I'd buy a car without airbags.....probably seatbelts too....I already own a few....


----------



## permitguy (Dec 14, 2011)

> ensuring that all homes in the state have working smoke alarms, which would also help keep firefighters safe, since they would not have to enter a burning house if it had been evacuated


Guess I didn't get that memo . . .

As for the rest, it seems pretty typical of the debate we always see on this topic.  Thanks for posting.


----------



## mtlogcabin (Dec 14, 2011)

> Tammaro maintains that the burns could have been prevented - or at least reduced - if his house had been equipped with a sprinkler system.


I wonder if his current residence or fire station where he sleeps 1/3 of his life has sprinklers?



> “It’s worth every penny to protect our residents from this kind of experience,’’


His pennies or some elses?



> Tammaro said the need for sprinklers is even greater now, because new environmentally friendly buildings often use lighter synthetic materials that burn easily.


I knew those greenies where to blame for bigger fires.



> “Now you wouldn’t really buy a new car today if you didn’t have airbags in it.’’


The Feds took that choice away from everyone.


----------



## steveray (Dec 14, 2011)

(Pardon my lack of facts in this post)......Mass. is actually really agressive with some of this stuff...after the station fire, they made just about every bar I have seen put sprinklers in...or close.....on all real estate transfers, they require smokes and CO compliance, and the FM makes inspections at 1 and 2 family dwellings under construction....( I used to live there and still visit friends frequently)


----------



## Builder Bob (Dec 14, 2011)

mtlogcabin said:
			
		

> Tammaro said the need for sprinklers is even greater now, because new environmentally friendly buildings often use lighter synthetic materials that burn easily. I knew those greenies where to blame for bigger fires. QUOTE]
> 
> There is truth in that statement - see UL test burn in 2009 of Legacy vs. Modern Furnishings
> 
> ...


----------



## mark handler (Dec 14, 2011)

Firefighters seek sprinkler requirements for one- and two-family homes

By Kyle Cheney

State House News Service

 Posted Dec 13, 2011 @ 04:05 PM

http://www.tauntongazette.com/breaking/x278312369/Firefighters-seek-sprinkler-requirements-for-one-and-two-family-homes

BOSTON —

Firefighters, mourning the loss of one of their own in a Worcester house fire last week, pleaded with state public safety officials Tuesday to give cities and towns the authority to require sprinkler systems in new one- or two-family homes.

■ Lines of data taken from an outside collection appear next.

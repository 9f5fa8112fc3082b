use std::sync::atomic::{AtomicBool, Ordering};

use async_trait::async_trait;
use chrono::{DateTime, Utc};
use tokio::sync::Mutex;
use uuid::Uuid;

use super::{SendWindow, Store};
use crate::domain::{
    AreaEditorAssignment, AreaEditorChange, AssignmentChange, AssignmentId, Decision,
    DurationSettings, NewRefereeAssignment, NewSubmission, RefereeAssignment, Submission,
    SubmissionId, User, UserId,
};
use crate::error::{WorkflowError, WorkflowResult};
use crate::notify::{SendKey, SendRecord};

#[derive(Default)]
struct Tables {
    settings: Option<DurationSettings>,
    users: Vec<User>,
    submissions: Vec<Submission>,
    area_editors: Vec<AreaEditorAssignment>,
    assignments: Vec<RefereeAssignment>,
    sends: Vec<SendRecord>,
    next_id: i64,
}

impl Tables {
    fn next_id(&mut self) -> i64 {
        self.next_id += 1;
        self.next_id
    }

    fn submission_mut(&mut self, id: SubmissionId) -> WorkflowResult<&mut Submission> {
        self.submissions
            .iter_mut()
            .find(|s| s.id == id)
            .ok_or_else(|| WorkflowError::not_found(format!("submission {id}")))
    }

    fn last_send(&self, key: &SendKey) -> Option<&SendRecord> {
        self.sends
            .iter()
            .filter(|r| r.key() == *key)
            .max_by_key(|r| r.created_at)
    }

    fn insert_send(&mut self, record: &SendRecord, window: SendWindow) -> bool {
        if window.blocks(self.last_send(&record.key()), record.created_at) {
            return false;
        }
        self.sends.push(record.clone());
        true
    }

    fn insert_submission(&mut self, new: &NewSubmission, now: DateTime<Utc>) -> Submission {
        let id = self.next_id();
        let submission = Submission {
            id,
            title: new.title.clone(),
            author: new.author,
            area: new.area,
            original_id: id,
            revision_number: 0,
            decision: Decision::NoDecision,
            decision_approved: false,
            decision_entered_at: None,
            decision_comments: None,
            archived: false,
            withdrawn: false,
            sharing_token: Uuid::new_v4(),
            created_at: now,
        };
        self.submissions.push(submission.clone());
        submission
    }

    fn link_area_editor(
        &mut self,
        submission_id: SubmissionId,
        editor: UserId,
        now: DateTime<Utc>,
    ) -> AreaEditorChange {
        let mut previous = None;
        for link in self
            .area_editors
            .iter_mut()
            .filter(|l| l.submission_id == submission_id && l.is_current())
        {
            previous = Some(link.editor);
            link.replaced_at = Some(now);
        }
        let current = AreaEditorAssignment {
            id: self.next_id(),
            submission_id,
            editor,
            assigned_at: now,
            replaced_at: None,
        };
        self.area_editors.push(current.clone());
        AreaEditorChange { previous, current }
    }
}

/// Store kept in process memory behind one lock. Every operation is
/// atomic with respect to the others.
#[derive(Default)]
pub struct MemoryStore {
    tables: Mutex<Tables>,
    failing: AtomicBool,
}

impl MemoryStore {
    pub fn new() -> Self {
        Self::default()
    }

    /// Makes every write fail with a persistence error until reset.
    pub fn set_failing(&self, failing: bool) {
        self.failing.store(failing, Ordering::SeqCst);
    }

    fn check_writable(&self) -> WorkflowResult<()> {
        if self.failing.load(Ordering::SeqCst) {
            return Err(WorkflowError::Persistence(
                "memory store is failing writes".to_string(),
            ));
        }
        Ok(())
    }

    pub async fn send_records(&self) -> Vec<SendRecord> {
        self.tables.lock().await.sends.clone()
    }
}

#[async_trait]
impl Store for MemoryStore {
    async fn settings(&self) -> WorkflowResult<DurationSettings> {
        let mut tables = self.tables.lock().await;
        Ok(tables.settings.get_or_insert_with(Default::default).clone())
    }

    async fn save_settings(&self, settings: &DurationSettings) -> WorkflowResult<()> {
        self.check_writable()?;
        settings.validate()?;
        self.tables.lock().await.settings = Some(settings.clone());
        Ok(())
    }

    async fn create_user(
        &self,
        name: &str,
        email: &str,
        is_managing_editor: bool,
    ) -> WorkflowResult<User> {
        self.check_writable()?;
        let mut tables = self.tables.lock().await;
        if tables.users.iter().any(|u| u.email == email) {
            return Err(WorkflowError::Validation(format!(
                "a user with email {email} already exists"
            )));
        }
        let user = User {
            id: tables.next_id(),
            name: name.to_string(),
            email: email.to_string(),
            is_managing_editor,
        };
        tables.users.push(user.clone());
        Ok(user)
    }

    async fn user(&self, id: UserId) -> WorkflowResult<Option<User>> {
        let tables = self.tables.lock().await;
        Ok(tables.users.iter().find(|u| u.id == id).cloned())
    }

    async fn managing_editors(&self) -> WorkflowResult<Vec<User>> {
        let tables = self.tables.lock().await;
        Ok(tables
            .users
            .iter()
            .filter(|u| u.is_managing_editor)
            .cloned()
            .collect())
    }

    async fn create_submission(
        &self,
        new: &NewSubmission,
        now: DateTime<Utc>,
    ) -> WorkflowResult<Submission> {
        self.check_writable()?;
        Ok(self.tables.lock().await.insert_submission(new, now))
    }

    async fn submission(&self, id: SubmissionId) -> WorkflowResult<Option<Submission>> {
        let tables = self.tables.lock().await;
        Ok(tables.submissions.iter().find(|s| s.id == id).cloned())
    }

    async fn update_submission(&self, submission: &Submission) -> WorkflowResult<()> {
        self.check_writable()?;
        let mut tables = self.tables.lock().await;
        *tables.submission_mut(submission.id)? = submission.clone();
        Ok(())
    }

    async fn active_submissions(&self) -> WorkflowResult<Vec<Submission>> {
        let tables = self.tables.lock().await;
        Ok(tables
            .submissions
            .iter()
            .filter(|s| s.is_active())
            .cloned()
            .collect())
    }

    async fn revision_chain(&self, original_id: SubmissionId) -> WorkflowResult<Vec<Submission>> {
        let tables = self.tables.lock().await;
        let mut chain: Vec<Submission> = tables
            .submissions
            .iter()
            .filter(|s| s.original_id == original_id)
            .cloned()
            .collect();
        chain.sort_by_key(|s| s.revision_number);
        Ok(chain)
    }

    async fn latest_version_number(&self, original_id: SubmissionId) -> WorkflowResult<i32> {
        let tables = self.tables.lock().await;
        Ok(tables
            .submissions
            .iter()
            .filter(|s| s.original_id == original_id)
            .map(|s| s.revision_number)
            .max()
            .unwrap_or(0))
    }

    async fn submit_revision(
        &self,
        predecessor_id: SubmissionId,
        new: &NewSubmission,
        carry_area_editor: Option<UserId>,
        now: DateTime<Utc>,
    ) -> WorkflowResult<Submission> {
        self.check_writable()?;
        let mut tables = self.tables.lock().await;

        let predecessor = tables.submission_mut(predecessor_id)?;
        predecessor.archived = true;
        let original_id = predecessor.original_id;

        let latest = tables
            .submissions
            .iter()
            .filter(|s| s.original_id == original_id)
            .map(|s| s.revision_number)
            .max()
            .unwrap_or(0);

        let mut revision = tables.insert_submission(new, now);
        revision.original_id = original_id;
        revision.revision_number = latest + 1;
        *tables.submission_mut(revision.id)? = revision.clone();

        if let Some(editor) = carry_area_editor {
            tables.link_area_editor(revision.id, editor, now);
        }
        Ok(revision)
    }

    async fn area_editor(
        &self,
        submission_id: SubmissionId,
    ) -> WorkflowResult<Option<AreaEditorAssignment>> {
        let tables = self.tables.lock().await;
        Ok(tables
            .area_editors
            .iter()
            .find(|l| l.submission_id == submission_id && l.is_current())
            .cloned())
    }

    async fn assign_area_editor(
        &self,
        submission_id: SubmissionId,
        editor: UserId,
        now: DateTime<Utc>,
    ) -> WorkflowResult<AreaEditorChange> {
        self.check_writable()?;
        let mut tables = self.tables.lock().await;
        tables.submission_mut(submission_id)?.sharing_token = Uuid::new_v4();
        Ok(tables.link_area_editor(submission_id, editor, now))
    }

    async fn create_assignment(
        &self,
        new: &NewRefereeAssignment,
    ) -> WorkflowResult<RefereeAssignment> {
        self.check_writable()?;
        let mut tables = self.tables.lock().await;
        let clash = tables.assignments.iter().any(|a| {
            a.submission_id == new.submission_id
                && !a.canceled
                && (a.referee == new.referee || a.referee_letter == new.referee_letter)
        });
        if clash {
            return Err(new.conflict_error());
        }
        let assignment = RefereeAssignment {
            id: tables.next_id(),
            referee: new.referee,
            submission_id: new.submission_id,
            agreed: None,
            canceled: false,
            decline_comment: None,
            recommendation: None,
            comments_for_editor: None,
            attachment_for_editor: None,
            comments_for_author: None,
            attachment_for_author: None,
            report_completed: false,
            referee_letter: new.referee_letter.clone(),
            assigned_at: new.assigned_at,
            response_due_at: new.response_due_at,
            agreed_at: None,
            declined_at: None,
            report_due_at: None,
            report_originally_due_at: None,
            report_completed_at: None,
        };
        tables.assignments.push(assignment.clone());
        Ok(assignment)
    }

    async fn assignment(&self, id: AssignmentId) -> WorkflowResult<Option<RefereeAssignment>> {
        let tables = self.tables.lock().await;
        Ok(tables.assignments.iter().find(|a| a.id == id).cloned())
    }

    async fn update_assignment(
        &self,
        assignment: &RefereeAssignment,
        change: AssignmentChange,
    ) -> WorkflowResult<bool> {
        self.check_writable()?;
        let mut tables = self.tables.lock().await;
        let slot = tables
            .assignments
            .iter_mut()
            .find(|a| a.id == assignment.id)
            .ok_or_else(|| WorkflowError::not_found(format!("assignment {}", assignment.id)))?;
        if !change.applies_to(slot) {
            return Ok(false);
        }
        change.apply(assignment, slot);
        Ok(true)
    }

    async fn assignments_for(
        &self,
        submission_id: SubmissionId,
    ) -> WorkflowResult<Vec<RefereeAssignment>> {
        let tables = self.tables.lock().await;
        Ok(tables
            .assignments
            .iter()
            .filter(|a| a.submission_id == submission_id)
            .cloned()
            .collect())
    }

    async fn last_send(&self, key: &SendKey) -> WorkflowResult<Option<SendRecord>> {
        Ok(self.tables.lock().await.last_send(key).cloned())
    }

    async fn record_send(&self, record: &SendRecord, window: SendWindow) -> WorkflowResult<bool> {
        self.check_writable()?;
        Ok(self.tables.lock().await.insert_send(record, window))
    }

    async fn record_send_with_deadline(
        &self,
        record: &SendRecord,
        window: SendWindow,
        assignment_id: AssignmentId,
        report_due_at: DateTime<Utc>,
    ) -> WorkflowResult<bool> {
        self.check_writable()?;
        let mut tables = self.tables.lock().await;
        let index = tables
            .assignments
            .iter()
            .position(|a| a.id == assignment_id)
            .ok_or_else(|| WorkflowError::not_found(format!("assignment {assignment_id}")))?;
        if !tables.insert_send(record, window) {
            return Ok(false);
        }
        tables.assignments[index].report_due_at = Some(report_due_at);
        Ok(true)
    }
}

But they ran into stiff opposition from homebuilders, realtors, engineers and contractors.

Home builders ripped the proposal as a “special interest driven” requirement that could put home prices out of reach for more families and would do little to improve safety. Rather, they argued, emphasis on existing safety measures – smoke, heat and carbon monoxide detectors, as well as non-flammable materials in home construction – would better serve public safety, and they noted that home buyers have the option to install sprinklers should they choose.

The two sides clashed at a hearing held by the Board of Building Standards and Regulations, which took testimony on a proposed change to a newly adopted statewide building code that could require mandatory sprinkler systems in new one- and two-family homes. The local-option proposal, offered by State Fire Marshal Stephen Coan, would amend a building code adopted by the board in August that excluded home sprinkler requirements.

The National Fire Prevention Association and the International Code Council have included home sprinklers as part of model building codes they recommend to states as minimum standards.

Only two states, California and South Carolina, have adopted regulations requiring the use of sprinklers in new one- and two-family dwellings, according to supporters of the requirement. Maryland’s counties have also independently adopted sprinkler requirements, they added, estimating that 400 communities around the country have also adopted such requirements.

Advocates for including sprinklers in these homes contended that they would prevent injuries to residents and firefighters. Sprinklers, they said, contain fires rapidly and are often effective in extinguishing or minimizing fires even before firefighters arrive.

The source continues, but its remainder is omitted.